Development of a Novel Aerosol Electrical-Mobility Analyzer for Large-Scale Air Quality Monitoring

To understand and characterize the impact of aerosol particles on human health, climate, and the environment, accurate measurement of particle properties, particular particle size distribution, is required at high spatial and temporal resolution. While high resolution measurements are possible with commercially available instruments, their high cost, power requirements, and robustness restrict our ability to deploy them for large-scale field measurements. Towards addressing these challenges, an innovative aerosol mobility analyzer that can be deployed as a part of a distributed, telemetric sensing network in urban areas was designed and developed. The design is based on the theory of Miniature Electrical Aerosol Spectrometer (MEAS), a compact mobility sensor previously developed in our group. The MEAS classifies particles based on their electrical mobility and detects the concentration of classified particles by measuring the electric current resulting from the collection of classified particles on individual collection plates. In this thesis, the design of the MEAS was revisited and revised to result in a novel, compact-sized instrument that is ready for field-deployment.;The new instrument, called the printed MEAS (p-MEAS), was specifically designed to ensure its easy manufacturability, low-cost, and compact size.
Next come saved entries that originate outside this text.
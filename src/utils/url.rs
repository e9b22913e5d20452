//! URL 处理工具

use percent_encoding::{utf8_percent_encode, AsciiSet, CONTROLS};
pub use url::Url;

use crate::core::WordtapError;

/// 查询参数值的编码集：除非保留字符外全部编码
pub const URL_ENCODE_SET: &AsciiSet = &CONTROLS
    .add(b' ')
    .add(b'"')
    .add(b'<')
    .add(b'>')
    .add(b'`')
    .add(b':')
    .add(b'/')
    .add(b'?')
    .add(b'#')
    .add(b'[')
    .add(b']')
    .add(b'@')
    .add(b'!')
    .add(b'$')
    .add(b'&')
    .add(b'\'')
    .add(b'(')
    .add(b')')
    .add(b'*')
    .add(b'+')
    .add(b',')
    .add(b';')
    .add(b'=')
    .add(b'%');

/// 规范化用户输入的目标地址
///
/// 缺少协议时补 `https://`；只接受带主机名的 http/https 地址。
pub fn normalize_target_url(input: &str) -> Result<Url, WordtapError> {
    let trimmed = input.trim();
    if trimmed.is_empty() {
        return Err(WordtapError::InvalidUrl("url is empty".to_string()));
    }

    let candidate = if trimmed.contains("://") {
        trimmed.to_string()
    } else {
        format!("https://{}", trimmed.trim_start_matches('/'))
    };

    let url = Url::parse(&candidate)
        .map_err(|e| WordtapError::InvalidUrl(format!("{}: {}", trimmed, e)))?;

    if !is_http_url(&url) {
        return Err(WordtapError::InvalidUrl(format!(
            "unsupported scheme '{}'",
            url.scheme()
        )));
    }
    if url.host_str().map_or(true, str::is_empty) {
        return Err(WordtapError::InvalidUrl(format!("{} has no host", trimmed)));
    }

    Ok(url)
}

/// 是否为 http/https 地址
pub fn is_http_url(url: &Url) -> bool {
    url.scheme() == "http" || url.scheme() == "https"
}

/// 相对 `from` 解析地址
pub fn resolve_url(from: &Url, to: &str) -> Option<Url> {
    from.join(to.trim()).ok()
}

/// 去掉片段标识（片段不会发送给服务器）
pub fn clean_url(url: Url) -> Url {
    let mut url = url;
    url.set_fragment(None);
    url
}

/// 生成经由本服务打开 `target` 的相对链接，保留片段以便页内跳转
pub fn proxy_url(target: &Url, lang: &str) -> String {
    let fragment = target.fragment().map(|f| format!("#{}", f)).unwrap_or_default();
    let fetched = clean_url(target.clone());

    format!(
        "/proxy?url={}&lang={}{}",
        utf8_percent_encode(fetched.as_str(), URL_ENCODE_SET),
        utf8_percent_encode(lang, URL_ENCODE_SET),
        fragment
    )
}
//! 页面处理器

use std::sync::Arc;

use axum::{extract::State, response::Html};

use crate::web::{templates, types::AppState};

/// 主页处理器
pub async fn index(State(state): State<Arc<AppState>>) -> Html<String> {
    let options = state.page_options();
    Html(templates::index_page(&options.default_lang, options.font_size_px))
}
The instrument was designed such that it can be 3D printed and a new particle collector-detector system was incorporated in the instrument to ensure its portability. A new highly sensitive printed electrometer was designed using industry's latest technology on low-level current measurements. An array of these electrometers was integrated with multiple printed collection plates to minimize cost and size of the instrument. To extend the measurement range of particles, a radial geometry for the particle classifier was used. The performance of the integrated instrument design was predicted theoretically and numerically, and the predictions were verified experimentally. The experimental results suggest that the new p-MEAS can measure concentrations of particles in the size range of 10 nm to 1000 nm with a lower concentration detection limit of ~ 105 cm-3.